Following the announcement of the Treasury’s insurance scheme for events including music festivals, Culture Secretary Oliver Dowden writes for Music Week on the government’s support for the return of live music...
Over the last few weekends, tens of thousands of people have packed into fields in Suffolk, Dorset and elsewhere to enjoy the very first full-capacity music festivals since lockdown began.
After 18 months of cancellations, restrictions and disruptions, the return of festivals like Latitude, Bestival, and of packed theatres, music halls and sports stadiums, have felt like more than live events. They have been a long-missed and very welcome taste of the way things used to be. Now it’s time to make them the norm again.

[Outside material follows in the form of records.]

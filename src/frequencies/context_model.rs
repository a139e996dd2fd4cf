// PPMX: a PPM context model coupled with a binary arithmetic coder
//
// This program is free software: you can redistribute it and/or modify
// it under the terms of the GNU General Public License as published by
// the Free Software Foundation, either version 3 of the License, or
// (at your option) any later version.
//
// This program is distributed in the hope that it will be useful,
// but WITHOUT ANY WARRANTY; without even the implied warranty of
// MERCHANTABILITY or FITNESS FOR A PARTICULAR PURPOSE.  See the
// GNU General Public License for more details.
//
// You should have received a copy of the GNU General Public License
// along with this program.  If not, see <https://www.gnu.org/licenses/>.

use super::context_table::{ContextEntry, SymbolIndex};
use super::static_table::StaticFrequencyTable;
use super::{Cfi, Frequency, FrequencyTable};

use std::collections::{HashMap, HashSet};

/// The set of symbols already ruled out by a failed higher-order lookup during a single
/// encode/decode call. Fresh per call, grows monotonically as orders descend.
pub type ExclusionSet = HashSet<SymbolIndex>;

/// The adaptive (context -> symbol -> count) table that drives the PPM cascade.
///
/// Orders `0..=K` are each a map from a context (the trailing `order` symbols of history) to a
/// [`ContextEntry`]. Order `-1` is a separate, immutable fallback table built once at
/// construction (uniform, or seeded from a counts file by the harness) so it can never fail to
/// produce a symbol.
pub struct FrequencyModel {
    /// The ESC pseudo-symbol, always `alphabet_size` (N) + 1 for the harness' alphabet.
    esc_symbol: SymbolIndex,
    /// `orders[o]` holds every context of length `o` seen so far, `o` in `0..=max_order`.
    orders: Vec<HashMap<Vec<SymbolIndex>, ContextEntry>>,
    /// Order-(-1) fallback: never fails, ignores exclusion entirely.
    fallback: StaticFrequencyTable,
}

impl FrequencyModel {
    /// Builds an empty model for context orders `0..=max_order`, with `esc_symbol` used to seed
    /// every newly materialized context. `fallback` is the order-(-1) distribution (uniform or
    /// seeded by the harness) and must cover every normal symbol, including EOF.
    pub fn new(max_order: usize, esc_symbol: SymbolIndex, fallback: StaticFrequencyTable) -> Self {
        Self {
            esc_symbol,
            orders: (0..=max_order).map(|_| HashMap::new()).collect(),
            fallback,
        }
    }

    /// Returns the (possibly freshly materialized) entry for `ctx` at `order`.
    fn entry_mut(&mut self, order: usize, ctx: &[SymbolIndex]) -> &mut ContextEntry {
        let esc_symbol = self.esc_symbol;
        self.orders[order]
            .entry(ctx.to_vec())
            .or_insert_with(|| ContextEntry::new(esc_symbol))
    }

    /// Looks up the entry for `ctx` at `order` without creating it. Used by tests and model
    /// introspection; the encode/decode paths always go through `interval`/`query`, which create
    /// contexts lazily on first visit.
    pub fn peek(&self, order: usize, ctx: &[SymbolIndex]) -> Option<&ContextEntry> {
        self.orders.get(order)?.get(ctx)
    }

    /// Computes the CFI of `symbol` at `(order, ctx)` under PPM exclusion, materializing the
    /// context if this is its first visit. Every non-ESC symbol encountered during the walk -
    /// matched or not - is added to `exclude` unless it was already excluded, in which case it
    /// contributes nothing to the total. Returns `None` if `symbol` isn't present (or only
    /// present in an already-excluded state).
    pub fn interval(
        &mut self,
        order: isize,
        ctx: &[SymbolIndex],
        symbol: SymbolIndex,
        exclude: &mut ExclusionSet,
    ) -> Option<Cfi> {
        if order < 0 {
            return self.fallback.get_cfi(symbol);
        }

        let entry = self.entry_mut(order as usize, ctx);
        let esc_symbol = self.esc_symbol;

        let mut acc: u64 = 0;
        let mut matched = None;
        for (s, count) in entry.iter() {
            let contributes = s == esc_symbol || exclude_and_check(exclude, s);
            if contributes {
                let left = acc;
                acc += count;
                if s == symbol {
                    matched = Some((left, acc));
                }
            }
        }

        matched.map(|(left, right)| Cfi {
            start: Frequency::new(left).expect("model total exceeds the frequency bit width"),
            end: Frequency::new(right).expect("model total exceeds the frequency bit width"),
            total: Frequency::new(acc).expect("model total exceeds the frequency bit width"),
        })
    }

    /// Inverse of `interval`: given a cumulative point inside `[0, total)`, finds which symbol's
    /// sub-interval contains it, applying the same exclusion rule. Returns `None` only if `ctx`
    /// at `order` somehow has no included mass at all (should not happen: ESC always
    /// contributes).
    pub fn query(
        &mut self,
        order: isize,
        ctx: &[SymbolIndex],
        point: Frequency,
        exclude: &mut ExclusionSet,
    ) -> Option<(SymbolIndex, Cfi)> {
        if order < 0 {
            let index = self.fallback.get_index(point)?;
            return self.fallback.get_cfi(index).map(|cfi| (index, cfi));
        }

        let entry = self.entry_mut(order as usize, ctx);
        let esc_symbol = self.esc_symbol;
        let target = *point;

        let mut acc: u64 = 0;
        let mut matched: Option<(SymbolIndex, u64, u64)> = None;
        for (s, count) in entry.iter() {
            let contributes = s == esc_symbol || exclude_and_check(exclude, s);
            if contributes {
                let left = acc;
                acc += count;
                if matched.is_none() && target < acc {
                    matched = Some((s, left, acc));
                }
            }
        }

        matched.map(|(s, left, right)| {
            (
                s,
                Cfi {
                    start: Frequency::new(left).expect("model total exceeds the frequency bit width"),
                    end: Frequency::new(right).expect("model total exceeds the frequency bit width"),
                    total: Frequency::new(acc).expect("model total exceeds the frequency bit width"),
                },
            )
        })
    }

    /// Grand total of everything that contributes at `(order, ctx)` under `exclude`, without
    /// mutating it. Used by the decoder to turn its raw code window into a cumulative point
    /// *before* calling `query`, which mutates `exclude` for real as it walks the same entry.
    pub fn total(&mut self, order: isize, ctx: &[SymbolIndex], exclude: &ExclusionSet) -> Frequency {
        if order < 0 {
            return self.fallback.get_total();
        }

        let entry = self.entry_mut(order as usize, ctx);
        let esc_symbol = self.esc_symbol;
        let acc: u64 = entry
            .iter()
            .filter(|&(s, _)| s == esc_symbol || !exclude.contains(&s))
            .map(|(_, count)| count)
            .sum();

        Frequency::new(acc).expect("model total exceeds the frequency bit width")
    }

    /// Increments `symbol`'s count in `ctx` at `order`, materializing the context if absent.
    pub fn record(&mut self, order: usize, ctx: &[SymbolIndex], symbol: SymbolIndex) {
        self.entry_mut(order, ctx).record(symbol);
    }

    /// Preloads order-0 counts from a harness-provided histogram, giving the coder a warm start.
    pub fn seed(&mut self, symbol: SymbolIndex, count: u64) {
        self.entry_mut(0, &[]).overwrite(symbol, count);
    }

    pub fn esc_symbol(&self) -> SymbolIndex {
        self.esc_symbol
    }

    pub fn max_order(&self) -> usize {
        self.orders.len() - 1
    }
}

/// Returns whether `symbol` still contributes (i.e. is not already excluded), and if so, marks
/// it excluded for the remainder of the call.
fn exclude_and_check(exclude: &mut ExclusionSet, symbol: SymbolIndex) -> bool {
    if exclude.contains(&symbol) {
        false
    } else {
        exclude.insert(symbol);
        true
    }
}

#[cfg(test)]
mod tests {
    use super::*;

    const ESC: SymbolIndex = 3;

    fn uniform_fallback(alphabet: usize) -> StaticFrequencyTable {
        let freqs = vec![Frequency::one(); alphabet];
        StaticFrequencyTable::new(&freqs).unwrap()
    }

    #[test]
    fn fresh_context_only_yields_escape() {
        let mut model = FrequencyModel::new(2, ESC, uniform_fallback(3));
        let mut exclude = ExclusionSet::new();
        assert_eq!(model.interval(0, &[], 0, &mut exclude), None);

        let mut exclude = ExclusionSet::new();
        let cfi = model.interval(0, &[], ESC, &mut exclude).unwrap();
        assert_eq!(cfi.start, Frequency::zero());
        assert_eq!(cfi.end, Frequency::one());
        assert_eq!(cfi.total, Frequency::one());
    }

    #[test]
    fn record_then_interval_reflects_updated_counts() {
        let mut model = FrequencyModel::new(2, ESC, uniform_fallback(3));
        model.record(0, &[], 0);
        model.record(0, &[], 0);
        model.record(0, &[], 1);

        let mut exclude = ExclusionSet::new();
        let cfi = model.interval(0, &[], 0, &mut exclude).unwrap();
        assert_eq!(cfi.start, Frequency::zero());
        assert_eq!(cfi.end, Frequency::new(2).unwrap());
        assert_eq!(cfi.total, Frequency::new(4).unwrap());
    }

    #[test]
    fn excluded_symbols_contribute_nothing() {
        let mut model = FrequencyModel::new(2, ESC, uniform_fallback(3));
        model.record(0, &[], 0);
        model.record(0, &[], 1);

        let mut exclude = ExclusionSet::new();
        exclude.insert(0);
        // Symbol 0 is pre-excluded, so looking it up must fail even though it's present.
        assert_eq!(model.interval(0, &[], 0, &mut exclude), None);
        // Symbol 1 still succeeds, and the total excludes symbol 0's count.
        let cfi = model.interval(0, &[], 1, &mut exclude).unwrap();
        assert_eq!(cfi.total, Frequency::new(2).unwrap());
    }

    #[test]
    fn query_mirrors_interval_under_same_exclusion() {
        let mut model = FrequencyModel::new(2, ESC, uniform_fallback(3));
        model.record(0, &[], 5);
        model.record(0, &[], 7);

        let mut enc_exclude = ExclusionSet::new();
        let cfi = model.interval(0, &[], 7, &mut enc_exclude).unwrap();

        let mut dec_exclude = ExclusionSet::new();
        let (sym, decoded_cfi) = model.query(0, &[], cfi.start, &mut dec_exclude).unwrap();
        assert_eq!(sym, 7);
        assert_eq!(decoded_cfi, cfi);
        assert_eq!(dec_exclude, enc_exclude);
    }

    #[test]
    fn order_minus_one_ignores_exclusion_and_never_fails() {
        let mut model = FrequencyModel::new(1, ESC, uniform_fallback(4));
        let mut exclude = ExclusionSet::new();
        exclude.insert(2);
        let cfi = model.interval(-1, &[], 2, &mut exclude).unwrap();
        assert_eq!(cfi.start, Frequency::new(2).unwrap());
        assert_eq!(cfi.end, Frequency::new(3).unwrap());
    }

    #[test]
    fn seed_overwrites_order_zero_counts() {
        let mut model = FrequencyModel::new(1, ESC, uniform_fallback(3));
        model.seed(0, 40);
        model.seed(1, 10);

        let mut exclude = ExclusionSet::new();
        let cfi = model.interval(0, &[], 0, &mut exclude).unwrap();
        assert_eq!(cfi.end, Frequency::new(40).unwrap());
    }
}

Faced with one of the worst peacetime crises in modern history, our plan for live events has always been to rescue them from disaster, allow them to reopen as soon as possible and then support them to recover.
Having stabilised live events through unprecedented government rescue packages like our £2 billion Culture Recovery Fund, the £600m Sports Survival package and interventions like the furlough scheme, and with the remarkable success of our vaccine rollout and the four steps of our roadmap ticked off, we’re now in a position to look to the future.
So today we’re throwing our full weight behind festivals, shows, business events and others, with a government-backed insurance scheme that allows them to plan with confidence.
I know event organisers are raring to go. But after a year of uncertainty and disruption they’ve understandably questioned whether they have the security needed to put on events months in the planning.
Instead, we made sure that the live events could weather the Covid storm through some of the largest emergency support packages in the world.
The Culture Recovery Fund alone has supported more than 5,000 beloved cultural and heritage organisations, from some of the West End’s biggest producers to local festivals, and historic railways to nightclubs.
The UK’s live events put us on the map, with our festivals watched around the world
But now that audiences can return in full and vaccines have reduced the danger of further restrictions, it’s time to make the most of the UK’s jab bonus. Thanks to our particularly impressive progress, the UK economy is set to grow by 7% this year, according to the IMF - faster than any major economy in Europe.
So let’s get it firing - and let’s do so by powering up our live events industry, which is worth more than £70 billion to the UK economy annually and supports more than 700,000 jobs nationwide.
The UK’s live events put us on the map, with our festivals watched around the world and international conferences like the Southampton Boat Show contributing to a total £165 billion in events-related trade.
Today we’re bridging the gap in the market. Thanks to our government-backed scheme, festivals, trade shows and others will now be able to plan for the next 12 months with confidence.
We’ve worked closely with insurers and the events industry to design a scheme that offers some of the most extensive cover of any country in the world, and I cannot wait to see it put into practice.
Just think how much we have to look forward to when that happens. These are the things that truly make life worth living: the packed-out field of festival goers, the buzzing hum of the audience just before the lights go down.
We’ve so sorely missed these moments - but now it’s time to embrace real life at its fullest once again.